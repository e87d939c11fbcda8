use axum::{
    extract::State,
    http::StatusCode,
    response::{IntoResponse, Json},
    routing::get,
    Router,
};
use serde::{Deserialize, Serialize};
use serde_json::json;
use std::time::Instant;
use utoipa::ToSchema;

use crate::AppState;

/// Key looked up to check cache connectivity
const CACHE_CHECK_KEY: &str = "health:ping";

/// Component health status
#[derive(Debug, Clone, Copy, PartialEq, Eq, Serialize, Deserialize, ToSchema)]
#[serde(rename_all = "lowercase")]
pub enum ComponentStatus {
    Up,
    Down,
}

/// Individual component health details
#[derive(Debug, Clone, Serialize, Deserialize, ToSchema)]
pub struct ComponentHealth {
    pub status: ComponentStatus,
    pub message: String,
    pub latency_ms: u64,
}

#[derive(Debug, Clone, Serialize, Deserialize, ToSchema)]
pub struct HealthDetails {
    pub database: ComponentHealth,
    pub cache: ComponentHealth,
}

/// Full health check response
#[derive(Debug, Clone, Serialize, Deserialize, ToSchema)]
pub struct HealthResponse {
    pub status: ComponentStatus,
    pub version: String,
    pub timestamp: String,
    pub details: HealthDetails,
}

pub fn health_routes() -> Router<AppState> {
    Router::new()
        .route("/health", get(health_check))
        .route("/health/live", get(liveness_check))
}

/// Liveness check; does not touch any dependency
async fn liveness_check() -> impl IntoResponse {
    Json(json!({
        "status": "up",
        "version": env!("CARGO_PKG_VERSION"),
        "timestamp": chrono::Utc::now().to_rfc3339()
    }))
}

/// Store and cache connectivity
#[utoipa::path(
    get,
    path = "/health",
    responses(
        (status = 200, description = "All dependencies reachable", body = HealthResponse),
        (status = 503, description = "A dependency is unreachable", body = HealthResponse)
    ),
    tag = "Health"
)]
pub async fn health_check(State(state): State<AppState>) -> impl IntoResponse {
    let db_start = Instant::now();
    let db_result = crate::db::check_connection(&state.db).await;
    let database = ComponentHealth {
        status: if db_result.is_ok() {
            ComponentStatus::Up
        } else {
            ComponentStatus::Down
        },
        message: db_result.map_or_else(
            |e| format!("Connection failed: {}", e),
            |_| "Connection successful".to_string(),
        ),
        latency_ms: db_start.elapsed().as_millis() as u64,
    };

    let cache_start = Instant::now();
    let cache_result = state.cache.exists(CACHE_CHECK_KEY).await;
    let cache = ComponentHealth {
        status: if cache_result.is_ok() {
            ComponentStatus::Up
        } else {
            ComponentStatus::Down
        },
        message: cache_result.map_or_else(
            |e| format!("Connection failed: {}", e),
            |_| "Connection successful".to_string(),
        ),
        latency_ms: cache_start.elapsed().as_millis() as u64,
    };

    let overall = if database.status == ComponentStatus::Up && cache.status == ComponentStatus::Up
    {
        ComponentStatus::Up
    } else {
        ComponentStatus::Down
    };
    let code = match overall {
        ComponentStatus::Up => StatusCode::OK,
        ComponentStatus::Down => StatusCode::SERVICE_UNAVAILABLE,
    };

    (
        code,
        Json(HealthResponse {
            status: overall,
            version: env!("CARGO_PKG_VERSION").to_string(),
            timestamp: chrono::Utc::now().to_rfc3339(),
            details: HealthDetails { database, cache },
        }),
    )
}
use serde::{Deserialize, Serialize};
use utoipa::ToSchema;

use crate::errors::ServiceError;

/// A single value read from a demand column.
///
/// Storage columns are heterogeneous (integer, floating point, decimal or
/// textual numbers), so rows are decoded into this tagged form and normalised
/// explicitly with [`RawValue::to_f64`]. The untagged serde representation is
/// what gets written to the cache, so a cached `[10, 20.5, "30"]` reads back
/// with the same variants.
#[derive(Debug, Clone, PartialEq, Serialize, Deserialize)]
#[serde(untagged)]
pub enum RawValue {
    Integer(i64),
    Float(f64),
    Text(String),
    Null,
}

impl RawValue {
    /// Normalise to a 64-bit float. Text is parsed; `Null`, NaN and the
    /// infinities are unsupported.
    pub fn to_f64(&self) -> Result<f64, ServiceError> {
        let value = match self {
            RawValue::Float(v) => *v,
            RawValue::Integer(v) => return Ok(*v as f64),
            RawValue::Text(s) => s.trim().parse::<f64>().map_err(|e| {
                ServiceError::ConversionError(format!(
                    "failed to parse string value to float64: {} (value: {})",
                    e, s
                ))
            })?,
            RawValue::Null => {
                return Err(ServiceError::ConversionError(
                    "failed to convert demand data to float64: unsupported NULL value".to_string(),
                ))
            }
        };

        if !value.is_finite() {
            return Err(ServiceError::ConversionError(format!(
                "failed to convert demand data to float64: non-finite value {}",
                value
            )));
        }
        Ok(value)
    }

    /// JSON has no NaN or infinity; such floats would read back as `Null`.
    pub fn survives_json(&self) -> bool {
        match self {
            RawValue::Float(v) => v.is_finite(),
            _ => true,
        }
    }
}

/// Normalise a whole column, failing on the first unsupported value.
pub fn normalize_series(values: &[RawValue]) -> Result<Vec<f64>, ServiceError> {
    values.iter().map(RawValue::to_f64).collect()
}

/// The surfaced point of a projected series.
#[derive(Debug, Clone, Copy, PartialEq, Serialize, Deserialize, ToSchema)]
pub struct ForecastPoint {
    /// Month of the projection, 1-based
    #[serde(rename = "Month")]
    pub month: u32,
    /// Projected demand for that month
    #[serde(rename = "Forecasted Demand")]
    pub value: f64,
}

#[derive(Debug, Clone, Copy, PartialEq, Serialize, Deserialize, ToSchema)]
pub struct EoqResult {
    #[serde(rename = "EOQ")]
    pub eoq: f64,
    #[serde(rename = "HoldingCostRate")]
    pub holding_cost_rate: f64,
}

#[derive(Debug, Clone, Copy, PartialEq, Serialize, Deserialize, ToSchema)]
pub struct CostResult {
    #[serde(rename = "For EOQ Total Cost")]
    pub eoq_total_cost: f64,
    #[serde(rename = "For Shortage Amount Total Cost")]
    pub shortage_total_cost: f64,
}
::::::::::
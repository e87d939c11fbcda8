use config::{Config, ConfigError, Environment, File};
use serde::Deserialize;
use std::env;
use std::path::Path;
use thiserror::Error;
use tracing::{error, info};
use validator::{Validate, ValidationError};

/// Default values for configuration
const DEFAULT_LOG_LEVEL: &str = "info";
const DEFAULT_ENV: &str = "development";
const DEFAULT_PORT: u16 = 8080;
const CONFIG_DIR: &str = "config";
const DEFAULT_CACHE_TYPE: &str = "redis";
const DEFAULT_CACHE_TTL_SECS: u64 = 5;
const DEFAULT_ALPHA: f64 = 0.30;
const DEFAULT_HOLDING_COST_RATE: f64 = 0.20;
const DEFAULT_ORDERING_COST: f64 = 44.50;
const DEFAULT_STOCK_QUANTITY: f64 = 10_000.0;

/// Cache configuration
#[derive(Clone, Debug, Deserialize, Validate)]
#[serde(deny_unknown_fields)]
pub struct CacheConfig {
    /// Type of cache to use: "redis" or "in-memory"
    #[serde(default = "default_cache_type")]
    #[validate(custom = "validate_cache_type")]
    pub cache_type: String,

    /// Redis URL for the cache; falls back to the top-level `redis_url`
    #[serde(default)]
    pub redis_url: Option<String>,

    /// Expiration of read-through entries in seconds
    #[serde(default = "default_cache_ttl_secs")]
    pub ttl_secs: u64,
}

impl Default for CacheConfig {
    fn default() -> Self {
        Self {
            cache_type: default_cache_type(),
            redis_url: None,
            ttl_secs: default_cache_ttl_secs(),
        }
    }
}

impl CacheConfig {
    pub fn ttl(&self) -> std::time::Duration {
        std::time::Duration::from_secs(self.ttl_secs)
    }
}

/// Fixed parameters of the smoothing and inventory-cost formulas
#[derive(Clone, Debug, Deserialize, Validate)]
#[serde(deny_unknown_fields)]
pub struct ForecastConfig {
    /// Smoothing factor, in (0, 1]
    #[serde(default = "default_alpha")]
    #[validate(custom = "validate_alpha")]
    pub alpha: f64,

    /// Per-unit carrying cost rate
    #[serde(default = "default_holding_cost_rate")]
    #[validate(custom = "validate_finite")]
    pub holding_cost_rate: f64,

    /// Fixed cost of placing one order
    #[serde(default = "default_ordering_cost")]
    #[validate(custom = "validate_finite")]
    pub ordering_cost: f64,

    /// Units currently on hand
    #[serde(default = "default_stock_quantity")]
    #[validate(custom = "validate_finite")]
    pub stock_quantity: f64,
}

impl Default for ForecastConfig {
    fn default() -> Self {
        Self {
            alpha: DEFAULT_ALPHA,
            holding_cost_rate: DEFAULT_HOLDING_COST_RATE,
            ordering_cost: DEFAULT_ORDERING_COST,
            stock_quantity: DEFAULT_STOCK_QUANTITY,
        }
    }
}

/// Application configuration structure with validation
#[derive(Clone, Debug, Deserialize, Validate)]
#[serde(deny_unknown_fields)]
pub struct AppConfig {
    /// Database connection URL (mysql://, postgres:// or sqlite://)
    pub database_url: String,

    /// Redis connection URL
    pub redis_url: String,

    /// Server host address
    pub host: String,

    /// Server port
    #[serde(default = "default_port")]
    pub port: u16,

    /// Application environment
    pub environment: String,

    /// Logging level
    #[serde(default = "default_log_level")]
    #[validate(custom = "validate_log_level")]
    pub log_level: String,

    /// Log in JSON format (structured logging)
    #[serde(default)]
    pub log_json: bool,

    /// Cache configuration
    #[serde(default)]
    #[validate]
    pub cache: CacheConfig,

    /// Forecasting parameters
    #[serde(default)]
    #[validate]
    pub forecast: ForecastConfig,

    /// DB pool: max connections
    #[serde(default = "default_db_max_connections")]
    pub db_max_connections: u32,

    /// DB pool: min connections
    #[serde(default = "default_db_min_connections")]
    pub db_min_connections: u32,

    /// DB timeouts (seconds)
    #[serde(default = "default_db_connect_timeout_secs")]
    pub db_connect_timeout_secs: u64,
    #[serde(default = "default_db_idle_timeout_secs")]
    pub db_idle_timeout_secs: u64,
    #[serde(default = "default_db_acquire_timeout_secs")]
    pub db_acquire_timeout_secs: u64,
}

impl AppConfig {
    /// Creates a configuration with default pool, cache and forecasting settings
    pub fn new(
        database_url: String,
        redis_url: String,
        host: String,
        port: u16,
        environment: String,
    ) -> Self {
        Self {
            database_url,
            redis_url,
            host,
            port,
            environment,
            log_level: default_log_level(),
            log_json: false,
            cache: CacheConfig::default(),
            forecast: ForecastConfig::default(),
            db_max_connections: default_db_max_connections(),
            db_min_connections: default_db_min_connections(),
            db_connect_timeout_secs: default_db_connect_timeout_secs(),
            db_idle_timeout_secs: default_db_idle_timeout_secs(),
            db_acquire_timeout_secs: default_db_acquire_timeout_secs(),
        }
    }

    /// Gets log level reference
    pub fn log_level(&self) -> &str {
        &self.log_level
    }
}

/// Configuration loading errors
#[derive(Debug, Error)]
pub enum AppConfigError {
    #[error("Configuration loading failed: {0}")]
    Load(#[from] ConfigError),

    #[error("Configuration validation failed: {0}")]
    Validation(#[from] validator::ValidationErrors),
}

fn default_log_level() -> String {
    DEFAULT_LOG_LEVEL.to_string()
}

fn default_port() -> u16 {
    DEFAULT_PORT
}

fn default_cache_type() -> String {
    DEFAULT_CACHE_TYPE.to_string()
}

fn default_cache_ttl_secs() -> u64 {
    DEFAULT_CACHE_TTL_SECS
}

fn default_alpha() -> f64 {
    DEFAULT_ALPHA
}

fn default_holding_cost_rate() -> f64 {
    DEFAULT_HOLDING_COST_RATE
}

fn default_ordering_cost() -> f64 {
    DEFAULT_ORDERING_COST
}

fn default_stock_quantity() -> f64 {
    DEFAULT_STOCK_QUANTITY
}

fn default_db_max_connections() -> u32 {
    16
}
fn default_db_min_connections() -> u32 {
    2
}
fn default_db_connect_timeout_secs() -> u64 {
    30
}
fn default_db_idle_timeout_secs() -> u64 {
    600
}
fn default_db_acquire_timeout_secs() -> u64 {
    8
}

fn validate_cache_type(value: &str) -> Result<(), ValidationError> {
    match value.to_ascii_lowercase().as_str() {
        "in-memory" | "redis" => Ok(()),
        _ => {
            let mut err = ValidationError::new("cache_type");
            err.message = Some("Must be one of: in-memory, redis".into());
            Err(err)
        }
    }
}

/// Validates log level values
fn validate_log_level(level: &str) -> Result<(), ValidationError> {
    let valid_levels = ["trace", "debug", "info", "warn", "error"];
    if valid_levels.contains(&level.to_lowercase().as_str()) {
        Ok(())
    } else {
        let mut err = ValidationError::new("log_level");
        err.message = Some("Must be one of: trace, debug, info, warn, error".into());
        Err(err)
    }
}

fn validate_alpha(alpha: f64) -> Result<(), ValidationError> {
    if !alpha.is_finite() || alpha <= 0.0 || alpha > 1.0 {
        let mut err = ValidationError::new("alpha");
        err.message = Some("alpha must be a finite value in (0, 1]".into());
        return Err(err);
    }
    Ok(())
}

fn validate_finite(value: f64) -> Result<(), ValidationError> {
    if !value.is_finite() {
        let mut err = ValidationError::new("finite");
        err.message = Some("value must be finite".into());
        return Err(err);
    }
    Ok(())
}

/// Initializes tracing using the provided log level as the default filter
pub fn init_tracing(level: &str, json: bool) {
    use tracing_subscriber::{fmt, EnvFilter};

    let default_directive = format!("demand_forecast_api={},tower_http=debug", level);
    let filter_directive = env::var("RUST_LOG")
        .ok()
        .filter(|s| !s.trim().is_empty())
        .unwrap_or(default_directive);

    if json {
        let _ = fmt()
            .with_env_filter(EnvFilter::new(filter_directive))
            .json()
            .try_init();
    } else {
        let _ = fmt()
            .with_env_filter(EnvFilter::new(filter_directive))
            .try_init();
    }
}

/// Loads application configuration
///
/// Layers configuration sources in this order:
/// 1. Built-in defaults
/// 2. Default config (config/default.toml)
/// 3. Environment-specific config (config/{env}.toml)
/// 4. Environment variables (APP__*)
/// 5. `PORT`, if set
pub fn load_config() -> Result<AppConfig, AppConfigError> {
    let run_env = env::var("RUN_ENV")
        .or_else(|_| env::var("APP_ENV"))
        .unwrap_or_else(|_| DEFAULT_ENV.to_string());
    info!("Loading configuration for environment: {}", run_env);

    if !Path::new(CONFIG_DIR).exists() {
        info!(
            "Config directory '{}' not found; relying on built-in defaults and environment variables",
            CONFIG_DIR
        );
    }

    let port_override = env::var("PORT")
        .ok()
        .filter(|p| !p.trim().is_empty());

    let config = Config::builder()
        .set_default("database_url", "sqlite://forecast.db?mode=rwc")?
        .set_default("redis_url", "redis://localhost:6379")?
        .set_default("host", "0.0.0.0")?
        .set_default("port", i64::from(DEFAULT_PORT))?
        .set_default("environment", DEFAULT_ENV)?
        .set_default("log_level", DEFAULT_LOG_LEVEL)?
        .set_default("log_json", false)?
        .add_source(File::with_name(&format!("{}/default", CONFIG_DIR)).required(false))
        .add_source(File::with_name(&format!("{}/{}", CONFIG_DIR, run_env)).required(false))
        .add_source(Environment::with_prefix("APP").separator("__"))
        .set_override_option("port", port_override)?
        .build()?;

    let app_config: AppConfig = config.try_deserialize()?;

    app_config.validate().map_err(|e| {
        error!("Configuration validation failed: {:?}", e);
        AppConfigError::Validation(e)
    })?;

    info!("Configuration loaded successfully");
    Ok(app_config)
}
::::::::::
Task to complete
Go through the entries above and count the lines containing the string "AppConfigError". Give only that number.

Solved problem
3